//! # Explicit type hierarchy used by the type resolver.
//!
//! Rust has no class inheritance, so "supertype of T" is declared once at bootstrap:
//! each concrete entity type lists the capabilities (trait objects) it satisfies,
//! with the depth at which they sit and the [`Upcast`] that produces the typed view.
//!
//! ```text
//! Person ──depth 1──► dyn Named
//!        ──depth 2──► dyn Auditable
//!        ──  MAX  ──► dyn Entity      (implicit, every entity)
//! ```
//!
//! ## Rules
//! - Exact match has specificity `0`; declared supertypes use their depth (`>= 1`).
//! - The universal bound has the lowest specificity.
//! - Declaring the same supertype twice for one concrete type is a
//!   [`RegistryError::ResolutionAmbiguity`]; so is declaring a type as its own supertype.
//! - The hierarchy is frozen once handed to a [`Lifecycle`](crate::Lifecycle).

use std::any::{Any, TypeId};
use std::collections::HashMap;
use std::marker::PhantomData;
use std::sync::Arc;

use crate::entity::types::{Entity, EntityType, Upcast};
use crate::error::RegistryError;

/// Rank of a type bound relative to a concrete type; lower is more specific.
#[derive(Clone, Copy, Debug, PartialEq, Eq, PartialOrd, Ord, Hash)]
pub struct Specificity(u32);

impl Specificity {
    /// Bound equals the concrete type.
    pub const EXACT: Specificity = Specificity(0);
    /// Universal bound (`dyn Entity`).
    pub const UNIVERSAL: Specificity = Specificity(u32::MAX);

    /// Declared supertype distance (clamped to `1..u32::MAX`).
    pub fn depth(depth: u32) -> Self {
        Specificity(depth.clamp(1, u32::MAX - 1))
    }

    #[inline]
    pub fn value(&self) -> u32 {
        self.0
    }
}

/// One declared supertype of a concrete entity type.
#[derive(Clone)]
struct Supertype {
    ty: EntityType,
    specificity: Specificity,
    /// Type-erased `Upcast<C>` for `C = ty`.
    upcast: Arc<dyn Any + Send + Sync>,
}

/// Declared supertypes per concrete entity type.
#[derive(Clone, Default)]
pub struct TypeHierarchy {
    decls: HashMap<TypeId, Vec<Supertype>>,
}

impl TypeHierarchy {
    pub fn new() -> Self {
        Self::default()
    }

    /// Starts declaring supertypes of the concrete entity type `T`.
    pub fn declare<T: Entity>(&mut self) -> TypeDecl<'_, T> {
        TypeDecl {
            types: self,
            _marker: PhantomData,
        }
    }

    /// Specificity of `bound` for an entity of type `concrete`, or `None` when unrelated.
    pub fn specificity(&self, concrete: EntityType, bound: EntityType) -> Option<Specificity> {
        if bound == concrete {
            return Some(Specificity::EXACT);
        }
        if bound.is_any() {
            return Some(Specificity::UNIVERSAL);
        }
        self.decls
            .get(&concrete.id())?
            .iter()
            .find(|s| s.ty == bound)
            .map(|s| s.specificity)
    }

    /// Declared supertypes of `concrete`, most specific first.
    pub fn supertypes(&self, concrete: EntityType) -> Vec<(EntityType, Specificity)> {
        let mut out: Vec<(EntityType, Specificity)> = self
            .decls
            .get(&concrete.id())
            .map(|v| v.iter().map(|s| (s.ty, s.specificity)).collect())
            .unwrap_or_default();
        out.sort_by_key(|(_, s)| *s);
        out
    }

    /// Returns true when `concrete` is `bound`, declares it, or `bound` is universal.
    #[inline]
    pub fn is_subtype(&self, concrete: EntityType, bound: EntityType) -> bool {
        self.specificity(concrete, bound).is_some()
    }

    /// Casting functions from `concrete` to the declared capability `C`.
    pub fn upcast<C: ?Sized + 'static>(&self, concrete: EntityType) -> Option<Upcast<C>> {
        let target = EntityType::of::<C>();
        self.decls
            .get(&concrete.id())?
            .iter()
            .find(|s| s.ty == target)
            .and_then(|s| s.upcast.downcast_ref::<Upcast<C>>().copied())
    }

    /// Number of concrete types with declarations.
    pub fn len(&self) -> usize {
        self.decls.len()
    }

    pub fn is_empty(&self) -> bool {
        self.decls.is_empty()
    }

    fn insert<C: ?Sized + 'static>(
        &mut self,
        concrete: EntityType,
        depth: u32,
        upcast: Upcast<C>,
    ) -> Result<(), RegistryError> {
        let target = upcast.target();
        if target == concrete || target.is_any() {
            return Err(RegistryError::ResolutionAmbiguity {
                entity_type: concrete,
                supertype: target,
                reason: "bound already has a fixed specificity",
            });
        }

        let entry = self.decls.entry(concrete.id()).or_default();
        if entry.iter().any(|s| s.ty == target) {
            return Err(RegistryError::ResolutionAmbiguity {
                entity_type: concrete,
                supertype: target,
                reason: "supertype declared more than once",
            });
        }
        entry.push(Supertype {
            ty: target,
            specificity: Specificity::depth(depth),
            upcast: Arc::new(upcast),
        });
        Ok(())
    }
}

/// Builder for the supertypes of one concrete type; see [`TypeHierarchy::declare`].
///
/// ```
/// use hookvisor::{upcast, Entity, EntityType, TypeHierarchy};
///
/// trait Named: Send + Sync + 'static {}
/// trait Auditable: Send + Sync + 'static {}
///
/// #[derive(Debug)]
/// struct Person;
/// impl Entity for Person {}
/// impl Named for Person {}
/// impl Auditable for Person {}
///
/// let mut types = TypeHierarchy::new();
/// types
///     .declare::<Person>()
///     .extends(upcast!(Person => dyn Named))?
///     .extends_at(2, upcast!(Person => dyn Auditable))?;
///
/// let person = EntityType::of::<Person>();
/// assert!(types.specificity(person, EntityType::of::<dyn Named>())
///     < types.specificity(person, EntityType::of::<dyn Auditable>()));
/// # Ok::<(), hookvisor::RegistryError>(())
/// ```
pub struct TypeDecl<'a, T: Entity> {
    types: &'a mut TypeHierarchy,
    _marker: PhantomData<fn() -> T>,
}

impl<'a, T: Entity> TypeDecl<'a, T> {
    /// Declares a direct supertype (depth 1).
    pub fn extends<C: ?Sized + 'static>(self, upcast: Upcast<C>) -> Result<Self, RegistryError> {
        self.extends_at(1, upcast)
    }

    /// Declares a supertype at the given depth (`1` = direct parent).
    pub fn extends_at<C: ?Sized + 'static>(
        self,
        depth: u32,
        upcast: Upcast<C>,
    ) -> Result<Self, RegistryError> {
        self.types.insert(EntityType::of::<T>(), depth, upcast)?;
        Ok(self)
    }
}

Your objective -> The material above must be output in full. Keep every word as it is.

Answer ->
//! # Explicit type hierarchy used by the type resolver.
//!
//! Rust has no class inheritance, so "supertype of T" is declared once at bootstrap:
//! each concrete entity type lists the capabilities (trait objects) it satisfies,
//! with the depth at which they sit and the [`Upcast`] that produces the typed view.
//!
//! ```text
//! Person ──depth 1──► dyn Named
//!        ──depth 2──► dyn Auditable
//!        ──  MAX  ──► dyn Entity      (implicit, every entity)
//! ```
//!
//! ## Rules
//! - Exact match has specificity `0`; declared supertypes use their depth (`>= 1`).
//! - The universal bound has the lowest specificity.
//! - Declaring the same supertype twice for one concrete type is a
//!   [`RegistryError::ResolutionAmbiguity`]; so is declaring a type as its own supertype.
//! - The hierarchy is frozen once handed to a [`Lifecycle`](crate::Lifecycle).

use std::any::{Any, TypeId};
use std::collections::HashMap;
use std::marker::PhantomData;
use std::sync::Arc;

use crate::entity::types::{Entity, EntityType, Upcast};
use crate::error::RegistryError;

/// Rank of a type bound relative to a concrete type; lower is more specific.
#[derive(Clone, Copy, Debug, PartialEq, Eq, PartialOrd, Ord, Hash)]
pub struct Specificity(u32);

impl Specificity {
    /// Bound equals the concrete type.
    pub const EXACT: Specificity = Specificity(0);
    /// Universal bound (`dyn Entity`).
    pub const UNIVERSAL: Specificity = Specificity(u32::MAX);

    /// Declared supertype distance (clamped to `1..u32::MAX`).
    pub fn depth(depth: u32) -> Self {
        Specificity(depth.clamp(1, u32::MAX - 1))
    }

    #[inline]
    pub fn value(&self) -> u32 {
        self.0
    }
}

/// One declared supertype of a concrete entity type.
#[derive(Clone)]
struct Supertype {
    ty: EntityType,
    specificity: Specificity,
    /// Type-erased `Upcast<C>` for `C = ty`.
    upcast: Arc<dyn Any + Send + Sync>,
}

/// Declared supertypes per concrete entity type.
#[derive(Clone, Default)]
pub struct TypeHierarchy {
    decls: HashMap<TypeId, Vec<Supertype>>,
}

impl TypeHierarchy {
    pub fn new() -> Self {
        Self::default()
    }

    /// Starts declaring supertypes of the concrete entity type `T`.
    pub fn declare<T: Entity>(&mut self) -> TypeDecl<'_, T> {
        TypeDecl {
            types: self,
            _marker: PhantomData,
        }
    }

    /// Specificity of `bound` for an entity of type `concrete`, or `None` when unrelated.
    pub fn specificity(&self, concrete: EntityType, bound: EntityType) -> Option<Specificity> {
        if bound == concrete {
            return Some(Specificity::EXACT);
        }
        if bound.is_any() {
            return Some(Specificity::UNIVERSAL);
        }
        self.decls
            .get(&concrete.id())?
            .iter()
            .find(|s| s.ty == bound)
            .map(|s| s.specificity)
    }

    /// Declared supertypes of `concrete`, most specific first.
    pub fn supertypes(&self, concrete: EntityType) -> Vec<(EntityType, Specificity)> {
        let mut out: Vec<(EntityType, Specificity)> = self
            .decls
            .get(&concrete.id())
            .map(|v| v.iter().map(|s| (s.ty, s.specificity)).collect())
            .unwrap_or_default();
        out.sort_by_key(|(_, s)| *s);
        out
    }

    /// Returns true when `concrete` is `bound`, declares it, or `bound` is universal.
    #[inline]
    pub fn is_subtype(&self, concrete: EntityType, bound: EntityType) -> bool {
        self.specificity(concrete, bound).is_some()
    }

    /// Casting functions from `concrete` to the declared capability `C`.
    pub fn upcast<C: ?Sized + 'static>(&self, concrete: EntityType) -> Option<Upcast<C>> {
        let target = EntityType::of::<C>();
        self.decls
            .get(&concrete.id())?
            .iter()
            .find(|s| s.ty == target)
            .and_then(|s| s.upcast.downcast_ref::<Upcast<C>>().copied())
    }

    /// Number of concrete types with declarations.
    pub fn len(&self) -> usize {
        self.decls.len()
    }

    pub fn is_empty(&self) -> bool {
        self.decls.is_empty()
    }

    fn insert<C: ?Sized + 'static>(
        &mut self,
        concrete: EntityType,
        depth: u32,
        upcast: Upcast<C>,
    ) -> Result<(), RegistryError> {
        let target = upcast.target();
        if target == concrete || target.is_any() {
            return Err(RegistryError::ResolutionAmbiguity {
                entity_type: concrete,
                supertype: target,
                reason: "bound already has a fixed specificity",
            });
        }

        let entry = self.decls.entry(concrete.id()).or_default();
        if entry.iter().any(|s| s.ty == target) {
            return Err(RegistryError::ResolutionAmbiguity {
                entity_type: concrete,
                supertype: target,
                reason: "supertype declared more than once",
            });
        }
        entry.push(Supertype {
            ty: target,
            specificity: Specificity::depth(depth),
            upcast: Arc::new(upcast),
        });
        Ok(())
    }
}

/// Builder for the supertypes of one concrete type; see [`TypeHierarchy::declare`].
///
/// ```
/// use hookvisor::{upcast, Entity, EntityType, TypeHierarchy};
///
/// trait Named: Send + Sync + 'static {}
/// trait Auditable: Send + Sync + 'static {}
///
/// #[derive(Debug)]
/// struct Person;
/// impl Entity for Person {}
/// impl Named for Person {}
/// impl Auditable for Person {}
///
/// let mut types = TypeHierarchy::new();
/// types
///     .declare::<Person>()
///     .extends(upcast!(Person => dyn Named))?
///     .extends_at(2, upcast!(Person => dyn Auditable))?;
///
/// let person = EntityType::of::<Person>();
/// assert!(types.specificity(person, EntityType::of::<dyn Named>())
///     < types.specificity(person, EntityType::of::<dyn Auditable>()));
/// # Ok::<(), hookvisor::RegistryError>(())
/// ```
pub struct TypeDecl<'a, T: Entity> {
    types: &'a mut TypeHierarchy,
    _marker: PhantomData<fn() -> T>,
}

impl<'a, T: Entity> TypeDecl<'a, T> {
    /// Declares a direct supertype (depth 1).
    pub fn extends<C: ?Sized + 'static>(self, upcast: Upcast<C>) -> Result<Self, RegistryError> {
        self.extends_at(1, upcast)
    }

    /// Declares a supertype at the given depth (`1` = direct parent).
    pub fn extends_at<C: ?Sized + 'static>(
        self,
        depth: u32,
        upcast: Upcast<C>,
    ) -> Result<Self, RegistryError> {
        self.types.insert(EntityType::of::<T>(), depth, upcast)?;
        Ok(self)
    }
}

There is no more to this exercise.